Anatomy and Cell Biology
The George Washington University
Understanding the role of defective DNA damage response in chronic inflammation and pancreatic cancer
Chronic pancreatitis and the associated inflammation are well-established risk factors for the development of pancreatic cancer. However, the nature of genetic alterations of the exocrine pancreas that predispose to chronic inflammation and facilitate oncogenic transformation are largely unknown.

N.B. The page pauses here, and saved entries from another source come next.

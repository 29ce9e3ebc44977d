//! Global log ring tests
//!
//! The logger is process-wide, so everything lives in one test.

mod common;

use common::ThreadedMp;
use crows_core::hwinit::ProcessorRegistry;
use crows_core::logger::{self, Stage};
use log::{debug, error, trace, warn, Level, LevelFilter};

#[test]
fn test_records_reach_ring_with_stage_tags() {
    logger::init(LevelFilter::Debug).unwrap();
    assert!(logger::init(LevelFilter::Trace).is_err());
    logger::clear();
    assert_eq!(logger::available(), 0);

    warn!(target: "crows_core::payload::discovery", "no payloads");
    debug!(target: "crows_hwinit::thread", "thread {} started", 2);
    trace!(target: "crows_hwinit::processor", "filtered out");
    error!(target: "crows_core::session", "halted");
    // A real record from the registry.
    let _ = ProcessorRegistry::<ThreadedMp>::initialize(None);

    assert_eq!(logger::available(), 4);

    let entry = logger::pop().unwrap();
    assert_eq!((entry.stage, entry.level), (Stage::Discovery, Level::Warn));
    assert_eq!(entry.to_string(), "[WRN DISC] no payloads");

    let entry = logger::pop().unwrap();
    assert_eq!((entry.stage, entry.level), (Stage::Thread, Level::Debug));
    assert_eq!(entry.to_string(), "[THRD] thread 2 started");

    let entry = logger::pop().unwrap();
    assert_eq!((entry.stage, entry.level), (Stage::Boot, Level::Error));
    assert!(entry.is_error());

    let entry = logger::pop().unwrap();
    assert_eq!((entry.stage, entry.level), (Stage::Mp, Level::Warn));
    assert!(entry.message().contains("single-threaded"));

    assert!(logger::pop().is_none());

    warn!("untagged");
    assert_eq!(logger::available(), 1);
    logger::clear();
    assert!(logger::pop().is_none());
}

We performed a systematic analysis to uncover the genetic origins of chronic pancreatitis linked to pancreatic cancer and found that defective DNA repair by homologous recombination as the common denominator. Genetic alterations affecting DNA repair genes are largely haploinsufficient with a strong tendency to co-occur, suggesting that smoldering genomic instability may dictate early neoplastic commitment and clonal selection. Among them, BAP1 (BRCA1 Associated Protein-1) expression stood as the most significant predictor of lower risk and longer survival. Loss of BAP1 occurs in a third of pancreatic ductal adenocarcinomas and associates with a history of chronic pancreatitis. Deletion or heterozygous loss of BAP1 causes genomic instability, tissue damage, and pancreatitis with full penetrance. Concomitant expression of KrasG12D leads to aggressive and metastatic pancreatic cancer.
We seek to delineate the role of homologous recombination deficiency in chronic inflammation and pancreatic cancer. From there we will assess the combination of platinum-based chemotherapy and immune checkpoint inhibitors for pancreatic tumors with a signature of genomic instability. Overall, our proposal will investigate genetic contingencies that link chronic inflammation and pancreatic cancer and identify novel biomarkers of responsiveness to systemic chemotherapy.